It seems a bit unfair to pick on Stagecoach. If profit margins are a guide, it's Britain's best-run bust company. Yet Stagecoach's privileged market position means it has more than other operators to lose from change. And the status quo – characterized by fuel rebates, subsidized fares and double-digit profit margins – looks fragile. Stagecoach's dividend yield at 3.3% is nothing special compared with other transport groups. Sell.

Quantity surveyor and property consultant Cyril Sweett transformed its prospects last year with the acquisition of Widnell, Asia Pacific's third-largest quantity surveyor, which has a rapidly growing franchise in China. The Widnell acquisition is not reflected in its share price. Sweett has unrealised value in its UK investment portfolio, but the lack of neatly-comparable companies makes a valuation tricky. However its looks like an attractive growth proposition. Buy.

The Times

There was a time when a financial update from Lonrho was a significant event. The company was a huge conglomerate straddling Africa with interests in transport, agriculture and hotels. Most who knew it then probably assume it no longer exists, the platinum mining interests are owned today by Lonmin. Turnover in the year for the company to the end of September was £107m, set to rise to about £200m this financial year. This is a good way of investing in fast-growth African markets, though perhaps not one for the widows and orphans. Risky buy.

Globalisation sometimes throws up some odd trends. Unilever reports that tea sales, driven by its Lipton brand, were particularly strong in India and China, surely the consumer goods equivalent of shipping coals to Newcastle or sand to Saudi Arabia. The shares have underperformed the sector and are on about a 10% discount to the average, n about 13.5 times this year's earnings and yielding about 3.8%. They look to be a good play on emerging markets, even if short-term worries may affect sentiment. Buy.

The Independent

The story of GlaxoSmithKline's annual results is a lesson in the art of managing expectations. The headline figures were less than cheery – the drug maker booked a fourth-quarter loss of 7.5p per share before major restructuring, against forecasts of 6p per share – but the stock firmed up, despite yesterday's falling market. The combination of the recent weakness in the share price – it was down nearly 9% over January – the share buyback and the promise of future growth make GSK a solid buy.

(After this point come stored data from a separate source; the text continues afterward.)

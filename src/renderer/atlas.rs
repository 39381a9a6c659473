//! Glyph atlases
//!
//! A font's glyphs live in one PNG strip of 94 equally wide cells (character
//! codes 33..=126). Decoding happens off the render thread: [`AtlasLoader`]
//! hands the work to a worker thread and the backend polls for the result,
//! so the texture only becomes usable once decode has finished.

use log::{debug, warn};
use std::collections::HashMap;
use std::path::PathBuf;
use std::sync::mpsc::{self, Receiver, TryRecvError};
use std::sync::Arc;

use crate::error::{CompositorError, Result};
use crate::profile::{FontId, FontProfile, FIRST_GLYPH, GLYPH_COUNT};

/// Source of encoded glyph atlas images.
pub trait FontAssets: Send + Sync {
    /// Returns the PNG bytes of a font's atlas.
    fn load(&self, font: FontId) -> Result<Vec<u8>>;
}

/// Atlases read from `font1.png` .. `font4.png` in a directory.
#[derive(Debug, Clone)]
pub struct DirectoryAssets {
    dir: PathBuf,
}

impl DirectoryAssets {
    pub fn new(dir: impl Into<PathBuf>) -> Self {
        Self { dir: dir.into() }
    }

    pub fn path_for(&self, font: FontId) -> PathBuf {
        self.dir.join(format!("{}.png", font.asset_name()))
    }
}

impl FontAssets for DirectoryAssets {
    fn load(&self, font: FontId) -> Result<Vec<u8>> {
        let path = self.path_for(font);
        std::fs::read(&path)
            .map_err(|e| CompositorError::MissingAsset(font, format!("{}: {}", path.display(), e)))
    }
}

/// Atlases kept in memory, keyed by font.
#[derive(Debug, Clone, Default)]
pub struct MemoryAssets {
    images: HashMap<FontId, Vec<u8>>,
}

impl MemoryAssets {
    pub fn new() -> Self {
        Self::default()
    }

    pub fn insert(&mut self, font: FontId, png: Vec<u8>) {
        self.images.insert(font, png);
    }
}

impl FontAssets for MemoryAssets {
    fn load(&self, font: FontId) -> Result<Vec<u8>> {
        self.images
            .get(&font)
            .cloned()
            .ok_or_else(|| CompositorError::MissingAsset(font, "not registered".into()))
    }
}

/// Decoded RGBA8 glyph strip.
#[derive(Debug, Clone, PartialEq, Eq)]
pub struct GlyphAtlas {
    font: FontId,
    width: u32,
    height: u32,
    rgba: Vec<u8>,
}

impl GlyphAtlas {
    /// A fully transparent atlas with the font's dimensions.
    pub fn blank(font: &FontProfile) -> Self {
        let (width, height) = font.atlas_size;
        Self {
            font: font.font,
            width,
            height,
            rgba: vec![0; (width * height * 4) as usize],
        }
    }

    /// Decodes a PNG and checks it against the font's expected atlas size.
    pub fn decode_png(font: &FontProfile, bytes: &[u8]) -> Result<Self> {
        let decode_err = |source| CompositorError::AtlasDecode {
            font: font.font,
            source,
        };

        let mut decoder = png::Decoder::new(bytes);
        decoder.set_transformations(png::Transformations::EXPAND | png::Transformations::STRIP_16);
        let mut reader = decoder.read_info().map_err(decode_err)?;
        let mut buf = vec![0; reader.output_buffer_size()];
        let info = reader.next_frame(&mut buf).map_err(decode_err)?;
        buf.truncate(info.buffer_size());

        if (info.width, info.height) != font.atlas_size {
            return Err(CompositorError::AtlasSize {
                font: font.font,
                expected: font.atlas_size,
                actual: (info.width, info.height),
            });
        }

        let rgba = match info.color_type {
            png::ColorType::Rgba => buf,
            png::ColorType::Rgb => buf
                .chunks_exact(3)
                .flat_map(|p| [p[0], p[1], p[2], 0xFF])
                .collect(),
            png::ColorType::GrayscaleAlpha => buf
                .chunks_exact(2)
                .flat_map(|p| [p[0], p[0], p[0], p[1]])
                .collect(),
            // EXPAND turns indexed images into RGB(A), leaving plain grayscale
            png::ColorType::Grayscale | png::ColorType::Indexed => {
                buf.iter().flat_map(|&v| [v, v, v, 0xFF]).collect()
            }
        };

        Ok(Self {
            font: font.font,
            width: info.width,
            height: info.height,
            rgba,
        })
    }

    pub fn font(&self) -> FontId {
        self.font
    }

    pub fn size(&self) -> (u32, u32) {
        (self.width, self.height)
    }

    pub fn rgba(&self) -> &[u8] {
        &self.rgba
    }

    /// Atlas slot of a character, `None` for space and non-printable codes.
    pub fn glyph_index(ch: u8) -> Option<u32> {
        let index = u32::from(ch.checked_sub(FIRST_GLYPH)?);
        (index < GLYPH_COUNT).then_some(index)
    }

    /// Ink coverage (0..=255) of pixel (gx, gy) inside a glyph.
    pub fn coverage(&self, glyph: u32, gx: u32, gy: u32) -> u8 {
        let glyph_w = self.width / GLYPH_COUNT;
        if glyph >= GLYPH_COUNT || gx >= glyph_w || gy >= self.height {
            return 0;
        }
        let offset = ((gy * self.width + glyph * glyph_w + gx) * 4) as usize;
        let (r, a) = (self.rgba[offset], self.rgba[offset + 3]);
        ((u16::from(r) * u16::from(a)) / 255) as u8
    }
}

/// One-shot asynchronous atlas decode.
///
/// Only the most recent request is kept; a result for a font that has been
/// replaced in the meantime is dropped.
pub struct AtlasLoader {
    assets: Arc<dyn FontAssets>,
    pending: Option<(FontId, Receiver<Result<GlyphAtlas>>)>,
}

impl AtlasLoader {
    pub fn new(assets: Arc<dyn FontAssets>) -> Self {
        Self {
            assets,
            pending: None,
        }
    }

    /// Starts decoding the atlas for `font` on a worker thread.
    pub fn request(&mut self, font: &FontProfile) {
        if let Some((stale, _)) = self.pending.take() {
            debug!("Discarding pending atlas load for font {}", stale.index());
        }

        let (tx, rx) = mpsc::channel();
        let assets = Arc::clone(&self.assets);
        let profile = *font;
        std::thread::spawn(move || {
            let result = assets
                .load(profile.font)
                .and_then(|bytes| GlyphAtlas::decode_png(&profile, &bytes));
            // The receiver is gone if a newer font was requested
            let _ = tx.send(result);
        });
        self.pending = Some((font.font, rx));
    }

    pub fn is_pending(&self) -> bool {
        self.pending.is_some()
    }

    /// Returns the decoded atlas once the worker has finished.
    pub fn poll(&mut self) -> Result<Option<GlyphAtlas>> {
        let Some((font, rx)) = &self.pending else {
            return Ok(None);
        };
        let font = *font;
        match rx.try_recv() {
            Ok(result) => {
                self.pending = None;
                result.map(Some)
            }
            Err(TryRecvError::Empty) => Ok(None),
            Err(TryRecvError::Disconnected) => {
                self.pending = None;
                warn!("Atlas worker for font {} exited without a result", font.index());
                Err(CompositorError::MissingAsset(font, "decode worker exited".into()))
            }
        }
    }

    /// Blocks until the pending load finishes.
    pub fn wait(&mut self) -> Result<Option<GlyphAtlas>> {
        let Some((font, rx)) = self.pending.take() else {
            return Ok(None);
        };
        match rx.recv() {
            Ok(result) => result.map(Some),
            Err(_) => Err(CompositorError::MissingAsset(font, "decode worker exited".into())),
        }
    }
}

For potential investors in environmental consultancy RPS Group, now is a time for patience. An update from the company forecast full-year results in March in line with expectations. But it also outlines a potentially serious hit to the group's Australian business. The division has already been 'seriously disrupted' by the Queensland floods. We'd hold off for now.

THURSDAY

Shares Magazine

The sell-off in RBS on break-up fears and the Irish debt crisis looks overdone. Investors should take the opportunity to buy into a recovery driven in the medium-term by rising interest rates in the UK and an improvement in its often-overlooked US operations. With inflation measured by the CPI running at 3.7% in December, against the Bank of England's 2% target, we would expect an increase in UK interest rates from 0.5% in the second half of the year. A 25 basis point rise in base rates would lift the group's net interest margin by around 6 basis points and add £400m to operating profits. Buy.

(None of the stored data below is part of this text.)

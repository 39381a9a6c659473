//! CPU-side packing of layer state into GPU instance data.

use bytemuck::{Pod, Zeroable};

use crate::primitives::{Rect, Rgb, TextGrid, WaveformBuffer};
use crate::profile::{DisplayProfile, FontProfile, GridShape};
use crate::renderer::atlas::GlyphAtlas;

/// Glyph slot of a blank cell.
pub const NO_GLYPH: u32 = u32::MAX;

/// Scope column without a sample.
pub const WAVE_NO_SAMPLE: i32 = i32::MAX;

/// One instanced rect quad.
#[repr(C)]
#[derive(Debug, Clone, Copy, PartialEq, Pod, Zeroable)]
pub struct RectInstance {
    pub origin: [f32; 2],
    pub extent: [f32; 2],
    pub color: u32,
}

impl RectInstance {
    const ATTRIBS: [wgpu::VertexAttribute; 3] =
        wgpu::vertex_attr_array![0 => Float32x2, 1 => Float32x2, 2 => Uint32];

    pub fn layout() -> wgpu::VertexBufferLayout<'static> {
        wgpu::VertexBufferLayout {
            array_stride: std::mem::size_of::<Self>() as wgpu::BufferAddress,
            step_mode: wgpu::VertexStepMode::Instance,
            attributes: &Self::ATTRIBS,
        }
    }
}

/// One character cell of the instanced grid.
#[repr(C)]
#[derive(Debug, Clone, Copy, PartialEq, Eq, Pod, Zeroable)]
pub struct CellInstance {
    pub glyph: u32,
    pub color: u32,
}

impl CellInstance {
    pub const BLANK: Self = Self {
        glyph: NO_GLYPH,
        color: 0,
    };

    const ATTRIBS: [wgpu::VertexAttribute; 2] =
        wgpu::vertex_attr_array![0 => Uint32, 1 => Uint32];

    pub fn layout() -> wgpu::VertexBufferLayout<'static> {
        wgpu::VertexBufferLayout {
            array_stride: std::mem::size_of::<Self>() as wgpu::BufferAddress,
            step_mode: wgpu::VertexStepMode::Instance,
            attributes: &Self::ATTRIBS,
        }
    }
}

/// Per-column scope heights, one vertex each.
pub fn wave_layout() -> wgpu::VertexBufferLayout<'static> {
    const ATTRIBS: [wgpu::VertexAttribute; 1] = wgpu::vertex_attr_array![0 => Sint32];
    wgpu::VertexBufferLayout {
        array_stride: std::mem::size_of::<i32>() as wgpu::BufferAddress,
        step_mode: wgpu::VertexStepMode::Vertex,
        attributes: &ATTRIBS,
    }
}

/// Uniform block of the scope program.
#[repr(C)]
#[derive(Debug, Clone, Copy, PartialEq, Pod, Zeroable)]
pub struct WaveParams {
    pub color: [f32; 4],
}

impl WaveParams {
    pub fn new(color: Rgb) -> Self {
        let [r, g, b] = color.to_f32();
        Self {
            color: [r, g, b, 1.0],
        }
    }
}

/// Packs queued rects, applying the font's vertical offset.
pub fn stage_rects(rects: &[Rect], font: &FontProfile, out: &mut Vec<RectInstance>) {
    out.clear();
    out.extend(rects.iter().map(|rect| RectInstance {
        origin: [f32::from(rect.x), f32::from(font.rect_y(rect.y))],
        extent: [f32::from(rect.w), f32::from(rect.h)],
        color: rect.color.to_rgba_u32(),
    }));
}

/// Packs the text grid into the fixed instance grid.
///
/// Cells the grid does not have stay blank.
pub fn stage_cells(grid: &TextGrid, out: &mut Vec<CellInstance>) {
    let target = GridShape::ACCELERATED;
    out.clear();
    out.resize(target.len(), CellInstance::BLANK);

    let shape = grid.shape();
    for (i, cell) in grid.cells().iter().enumerate() {
        let (col, row) = (i as u32 % shape.cols, i as u32 / shape.cols);
        let Some(slot) = target.index(col, row) else {
            continue;
        };
        out[slot] = match GlyphAtlas::glyph_index(cell.ch) {
            Some(glyph) => CellInstance {
                glyph,
                color: cell.color.to_rgba_u32(),
            },
            None => CellInstance::BLANK,
        };
    }
}

/// Packs scope samples as screen rows.
pub fn stage_wave(
    wave: &WaveformBuffer,
    display: &DisplayProfile,
    font: &FontProfile,
    out: &mut Vec<i32>,
) {
    out.clear();
    out.extend(wave.samples().iter().map(|sample| match sample {
        Some(height) => font.wave_y(*height, display.max_scope_height),
        None => WAVE_NO_SAMPLE,
    }));
}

Risk-tolerant investors should look to buy Angel Biotechnology ahead of a maiden pre-tax profit announcement for the full year. In addition, the shares should receive a boost from news of further contract wins from pharmaceutical and biotech firms in need of access to Angel's innovative technology. Angel specialises in producing advanced biologics, such as stem cells and cellular vaccines, for clients under contract. House broker Matrix say: 'From 2012 we expect strong sustainable profitability for the business with excellent cash generation.' Buy.

Daily Telegraph

A few weeks ago, Citigroup said it believed that smoking could 'virtually disappear' in Britain by 2050. Results from Imperial Tobacco yesterday, however, showed there's still life in the sector yet. In a surprise move, Imperial Tobacco upgraded its dividend policy yesterday, making the shares even more attractive for income seekers. Sales growth came in ahead of expectations too. The shares were first recommended as a buy on November 30, 2008, at £16.18 a share. They are now up 18% compared with a market up 39%. The shares remain a buy for income seekers.

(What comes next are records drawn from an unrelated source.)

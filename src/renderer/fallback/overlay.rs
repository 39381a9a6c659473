//! Retained text overlay
//!
//! One node per grid cell, allocated when the overlay is built for a
//! font/profile configuration and never resized afterwards. Syncing against
//! the text grid only touches nodes whose character or color changed.

use crate::primitives::{Rgb, TextGrid};
use crate::profile::{FontProfile, GridShape};

/// A positioned character in the overlay.
#[derive(Debug, Clone, Copy, PartialEq, Eq)]
pub struct OverlayNode {
    pub ch: u8,
    pub fill: Rgb,
    /// Top-left pixel of the glyph on the panel
    pub origin: (i32, i32),
}

#[derive(Debug, Clone)]
pub struct TextOverlay {
    shape: GridShape,
    font: FontProfile,
    nodes: Vec<OverlayNode>,
    patches: u64,
}

impl TextOverlay {
    pub fn new(shape: GridShape, font: FontProfile) -> Self {
        let nodes = (0..shape.rows)
            .flat_map(|row| (0..shape.cols).map(move |col| (col, row)))
            .map(|(col, row)| OverlayNode {
                ch: b' ',
                fill: Rgb::BLACK,
                origin: font.glyph_origin(col, row),
            })
            .collect();
        Self {
            shape,
            font,
            nodes,
            patches: 0,
        }
    }

    pub fn shape(&self) -> GridShape {
        self.shape
    }

    pub fn font(&self) -> &FontProfile {
        &self.font
    }

    pub fn nodes(&self) -> &[OverlayNode] {
        &self.nodes
    }

    pub fn node(&self, col: u32, row: u32) -> Option<&OverlayNode> {
        self.shape.index(col, row).map(|i| &self.nodes[i])
    }

    /// Total node updates since the overlay was built.
    pub fn patch_count(&self) -> u64 {
        self.patches
    }

    /// Applies the grid's content, returning how many nodes changed.
    ///
    /// Cells outside the overlay's shape are ignored.
    pub fn sync(&mut self, grid: &TextGrid) -> usize {
        let grid_shape = grid.shape();
        let mut patched = 0;
        for (i, cell) in grid.cells().iter().enumerate() {
            let (col, row) = (i as u32 % grid_shape.cols, i as u32 / grid_shape.cols);
            let Some(slot) = self.shape.index(col, row) else {
                continue;
            };
            let node = &mut self.nodes[slot];
            if node.ch != cell.ch || node.fill != cell.color {
                node.ch = cell.ch;
                node.fill = cell.color;
                patched += 1;
            }
        }
        self.patches += patched as u64;
        patched
    }
}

Shares in inter-dealer broker Icap have performed very well of late – rising 17% since Questor last said hold in December. Yesterday's update was generally positive, although there was some caution in the statement regarding some of its operations. However, the company still expects to meet forecasts for the current year to March. This means that pre-tax profits will come in somewhere in the £333m to £357m range. After a period of strong share price performance, the rating remains hold.

The Independent

Imperial Tobacco, the maker of Lambert & Butler and Golden Virginia said its combined cigarette and fine-cut tobacco sales volumes rose by 1.2% in its first quarter to 31 December, driven by strong performances in Eastern Europe, Africa and the Middle East, and Asia Pacific. This growth represented a rebound from the 2.9% decline in volumes for the first year to the end of September. The FTSE 100-listed tobacco maker trades on a forward earnings multiple of just 9.5 times. Buy.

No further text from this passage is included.